I am starting to believe that I spend far too much time being far away from where I’m meant to be. Don’t get me wrong, it’s served me well, my ability to separate myself from the things that hurt me. But, I’m not entirely convinced it’s helping me anymore.
I want to learn to be more present. The problem is, I’m not quite sure how to go about it. It’s not as though I don’t want to be part of the here and now, it’s more like I can’t. It just isn’t something I’m capable of at this point in time.
I made a plan to spend some time over the weekend trying to sit with the way I was feeling. Without judgement, I worked hard to pay attention. What did I do? What did I think? What did I feel? What did I not want to feel?
I found that things move so quickly inside that I often don’t have a chance to figure out what is happening. Thoughts are almost instantly replaced by something else and it’s a constant invasion of the past intertwined with the present. The hardest times are when I see things like a movie and I get that sense of removal and everything feels muted and nothing seems quite real. I still have ongoing nightmares.

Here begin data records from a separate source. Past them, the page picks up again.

// Copyright (C) 2025 SyncMyOrders Sp. z o.o.
// SPDX-License-Identifier: AGPL-3.0-or-later
//! Handler configuration.

use std::env;
use std::str::FromStr;

use crate::backoff::{Backoff, BackoffStrategy};

/// Default stabilization timeout (3 hours).
pub const DEFAULT_STABILIZATION_TIMEOUT_SECS: u64 = 3 * 60 * 60;

/// Tuning shared by every step of a handler.
#[derive(Debug, Clone, PartialEq, Eq)]
pub struct HandlerConfig {
    /// Delay policy while waiting for a resource to stabilize
    pub stabilization_backoff: Backoff,
    /// Delay policy for retryable remote errors (throttling, conflicts, ...)
    pub retry_backoff: Backoff,
    /// Maximum retries of a single step for retryable errors (default: 5)
    pub max_retries: u32,
    /// How long a single stabilization may stay pending before it fails
    /// (default: 3 hours)
    pub stabilization_timeout_secs: u64,
}

impl HandlerConfig {
    /// Load configuration from environment variables.
    ///
    /// # Optional Environment Variables
    /// - `RDS_HANDLER_STABILIZATION_BASE_DELAY_SECS` - First stabilization delay (default: 5)
    /// - `RDS_HANDLER_STABILIZATION_MAX_DELAY_SECS` - Stabilization delay cap (default: 60)
    /// - `RDS_HANDLER_RETRY_BASE_DELAY_SECS` - First retry delay (default: 2)
    /// - `RDS_HANDLER_RETRY_MAX_DELAY_SECS` - Retry delay cap (default: 30)
    /// - `RDS_HANDLER_MAX_RETRIES` - Retry cap per step (default: 5)
    /// - `RDS_HANDLER_STABILIZATION_TIMEOUT_SECS` - Stabilization timeout (default: 10800)
    pub fn from_env() -> Result<Self, ConfigError> {
        let defaults = Self::default();

        let stabilization_backoff = Backoff::new(
            parse_var(
                "RDS_HANDLER_STABILIZATION_BASE_DELAY_SECS",
                defaults.stabilization_backoff.base_delay_secs,
            )?,
            parse_var(
                "RDS_HANDLER_STABILIZATION_MAX_DELAY_SECS",
                defaults.stabilization_backoff.max_delay_secs,
            )?,
            BackoffStrategy::ExponentialBackoff,
        );

        let retry_backoff = Backoff::new(
            parse_var(
                "RDS_HANDLER_RETRY_BASE_DELAY_SECS",
                defaults.retry_backoff.base_delay_secs,
            )?,
            parse_var(
                "RDS_HANDLER_RETRY_MAX_DELAY_SECS",
                defaults.retry_backoff.max_delay_secs,
            )?,
            BackoffStrategy::ExponentialBackoff,
        );

        let max_retries = parse_var("RDS_HANDLER_MAX_RETRIES", defaults.max_retries)?;

        let stabilization_timeout_secs = parse_var(
            "RDS_HANDLER_STABILIZATION_TIMEOUT_SECS",
            defaults.stabilization_timeout_secs,
        )?;

        if stabilization_backoff.base_delay_secs > stabilization_backoff.max_delay_secs {
            return Err(ConfigError::Invalid(
                "RDS_HANDLER_STABILIZATION_BASE_DELAY_SECS",
                "must not exceed RDS_HANDLER_STABILIZATION_MAX_DELAY_SECS",
            ));
        }
        if retry_backoff.base_delay_secs > retry_backoff.max_delay_secs {
            return Err(ConfigError::Invalid(
                "RDS_HANDLER_RETRY_BASE_DELAY_SECS",
                "must not exceed RDS_HANDLER_RETRY_MAX_DELAY_SECS",
            ));
        }

        Ok(Self {
            stabilization_backoff,
            retry_backoff,
            max_retries,
            stabilization_timeout_secs,
        })
    }

    /// Set the stabilization delay policy.
    pub fn with_stabilization_backoff(mut self, backoff: Backoff) -> Self {
        self.stabilization_backoff = backoff;
        self
    }

    /// Set the retry delay policy.
    pub fn with_retry_backoff(mut self, backoff: Backoff) -> Self {
        self.retry_backoff = backoff;
        self
    }

    /// Set the retry cap.
    pub fn with_max_retries(mut self, max_retries: u32) -> Self {
        self.max_retries = max_retries;
        self
    }

    /// Set the stabilization timeout.
    pub fn with_stabilization_timeout_secs(mut self, timeout_secs: u64) -> Self {
        self.stabilization_timeout_secs = timeout_secs;
        self
    }
}

impl Default for HandlerConfig {
    fn default() -> Self {
        Self {
            stabilization_backoff: Backoff::exponential(5, 60),
            retry_backoff: Backoff::exponential(2, 30),
            max_retries: 5,
            stabilization_timeout_secs: DEFAULT_STABILIZATION_TIMEOUT_SECS,
        }
    }
}

fn parse_var<T: FromStr>(name: &'static str, default: T) -> Result<T, ConfigError> {
    match env::var(name) {
        Ok(raw) => raw
            .trim()
            .parse()
            .map_err(|_| ConfigError::Invalid(name, "must be a non-negative integer")),
        Err(_) => Ok(default),
    }
}

/// Configuration errors
#[derive(Debug, thiserror::Error)]
pub enum ConfigError {
    /// An environment variable has an invalid value.
    #[error("invalid value for {0}: {1}")]
    Invalid(&'static str, &'static str),
}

I get overwhelmed, feel the panic rising and then suddenly everything is far away and all thoughts disappear. That is when I too must disappear.
It found trying to stay present quite difficult. No matter how hard I tried, my attention was always pulled inward or all over the place. I found that my awareness often glides above and around reality and I don’t seem to be able to know when I’m checking out. I find that I struggle to respond in a meaningful way in real time. I often found myself feeling easily overwhelmed. It became quite apparent even small things can leave me feeling on edge and needing to escape.

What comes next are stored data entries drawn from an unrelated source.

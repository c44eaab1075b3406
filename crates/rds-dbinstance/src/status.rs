// Copyright (C) 2025 SyncMyOrders Sp. z o.o.
// SPDX-License-Identifier: AGPL-3.0-or-later
//! Status vocabularies reported by the service.

/// DB instance lifecycle status.
#[derive(Debug, Clone, Copy, PartialEq, Eq)]
pub enum DbInstanceStatus {
    Available,
    BackingUp,
    Creating,
    Deleting,
    Failed,
    InaccessibleEncryptionCredentials,
    IncompatibleNetwork,
    IncompatibleOptionGroup,
    IncompatibleParameters,
    IncompatibleRestore,
    Modifying,
    Rebooting,
    StorageFull,
    StorageOptimization,
}

impl DbInstanceStatus {
    pub fn as_str(&self) -> &'static str {
        match self {
            DbInstanceStatus::Available => "available",
            DbInstanceStatus::BackingUp => "backing-up",
            DbInstanceStatus::Creating => "creating",
            DbInstanceStatus::Deleting => "deleting",
            DbInstanceStatus::Failed => "failed",
            DbInstanceStatus::InaccessibleEncryptionCredentials => {
                "inaccessible-encryption-credentials"
            }
            DbInstanceStatus::IncompatibleNetwork => "incompatible-network",
            DbInstanceStatus::IncompatibleOptionGroup => "incompatible-option-group",
            DbInstanceStatus::IncompatibleParameters => "incompatible-parameters",
            DbInstanceStatus::IncompatibleRestore => "incompatible-restore",
            DbInstanceStatus::Modifying => "modifying",
            DbInstanceStatus::Rebooting => "rebooting",
            DbInstanceStatus::StorageFull => "storage-full",
            DbInstanceStatus::StorageOptimization => "storage-optimization",
        }
    }

    pub fn equals_str(&self, status: Option<&str>) -> bool {
        status == Some(self.as_str())
    }

    /// Statuses an instance does not leave without operator action.
    pub fn is_terminal(&self) -> bool {
        matches!(
            self,
            DbInstanceStatus::Failed
                | DbInstanceStatus::InaccessibleEncryptionCredentials
                | DbInstanceStatus::IncompatibleNetwork
                | DbInstanceStatus::IncompatibleOptionGroup
                | DbInstanceStatus::IncompatibleParameters
                | DbInstanceStatus::IncompatibleRestore
        )
    }

    pub fn parse(s: &str) -> Option<Self> {
        const ALL: [DbInstanceStatus; 14] = [
            DbInstanceStatus::Available,
            DbInstanceStatus::BackingUp,
            DbInstanceStatus::Creating,
            DbInstanceStatus::Deleting,
            DbInstanceStatus::Failed,
            DbInstanceStatus::InaccessibleEncryptionCredentials,
            DbInstanceStatus::IncompatibleNetwork,
            DbInstanceStatus::IncompatibleOptionGroup,
            DbInstanceStatus::IncompatibleParameters,
            DbInstanceStatus::IncompatibleRestore,
            DbInstanceStatus::Modifying,
            DbInstanceStatus::Rebooting,
            DbInstanceStatus::StorageFull,
            DbInstanceStatus::StorageOptimization,
        ];
        ALL.into_iter().find(|status| status.as_str() == s)
    }
}

/// Apply status of a parameter group (instance or cluster level).
#[derive(Debug, Clone, Copy, PartialEq, Eq)]
pub enum DbParameterGroupStatus {
    Applying,
    InSync,
    PendingReboot,
}

impl DbParameterGroupStatus {
    pub fn as_str(&self) -> &'static str {
        match self {
            DbParameterGroupStatus::Applying => "applying",
            DbParameterGroupStatus::InSync => "in-sync",
            DbParameterGroupStatus::PendingReboot => "pending-reboot",
        }
    }

    pub fn equals_str(&self, status: Option<&str>) -> bool {
        status == Some(self.as_str())
    }
}

#[derive(Debug, Clone, Copy, PartialEq, Eq)]
pub enum OptionGroupStatus {
    InSync,
    Pending,
}

impl OptionGroupStatus {
    pub fn as_str(&self) -> &'static str {
        match self {
            OptionGroupStatus::InSync => "in-sync",
            OptionGroupStatus::Pending => "pending-apply",
        }
    }

    pub fn equals_str(&self, status: Option<&str>) -> bool {
        status == Some(self.as_str())
    }
}

#[derive(Debug, Clone, Copy, PartialEq, Eq)]
pub enum VpcSecurityGroupStatus {
    Active,
}

impl VpcSecurityGroupStatus {
    pub fn as_str(&self) -> &'static str {
        match self {
            VpcSecurityGroupStatus::Active => "active",
        }
    }
}

/// Status of an IAM role association.
#[derive(Debug, Clone, Copy, PartialEq, Eq)]
pub enum DbInstanceRoleStatus {
    Active,
    Pending,
    Invalid,
}

impl DbInstanceRoleStatus {
    pub fn as_str(&self) -> &'static str {
        match self {
            DbInstanceRoleStatus::Active => "ACTIVE",
            DbInstanceRoleStatus::Pending => "PENDING",
            DbInstanceRoleStatus::Invalid => "INVALID",
        }
    }

    pub fn equals_str(&self, status: Option<&str>) -> bool {
        status == Some(self.as_str())
    }
}

#[cfg(test)]
mod tests {
    use super::*;

    #[test]
    fn test_instance_status_round_trip() {
        for status in ["available", "storage-full", "incompatible-parameters"] {
            assert_eq!(DbInstanceStatus::parse(status).map(|s| s.as_str()), Some(status));
        }
        assert_eq!(DbInstanceStatus::parse("unknown-status"), None);
    }

    #[test]
    fn test_terminal_statuses() {
        assert!(DbInstanceStatus::IncompatibleParameters.is_terminal());
        assert!(!DbInstanceStatus::StorageFull.is_terminal());
        assert!(!DbInstanceStatus::Modifying.is_terminal());
    }

    #[test]
    fn test_equals_str() {
        assert!(DbParameterGroupStatus::PendingReboot.equals_str(Some("pending-reboot")));
        assert!(!DbParameterGroupStatus::InSync.equals_str(None));
        assert!(DbInstanceRoleStatus::Active.equals_str(Some("ACTIVE")));
    }
}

The feelings from the weekend have trickled into today and it’s not going very well. I’m sitting at work and cannot for the life of me find the energy to get anything done. I’ve almost climbed under my desk a half dozen times because I feel quite anxious in my chair. I finally gave in and just stared out my window. As I watched the snow fall gently on the dark green evergreens by the river and I could feel the pull to just drift away. I struggled to find any connection and while I’ve been trying so very hard to not need T, I felt too overwhelmed and so I reached out to him. He responded and tried to assure me he was still there and that he was with me, but it doesn’t feel that way at all. I wish he could come with me when I go away but he does not. He must remain, patiently waiting for my return.
Maybe tomorrow it will feel safer to stay. Maybe tomorrow it will feel easier to live in the present.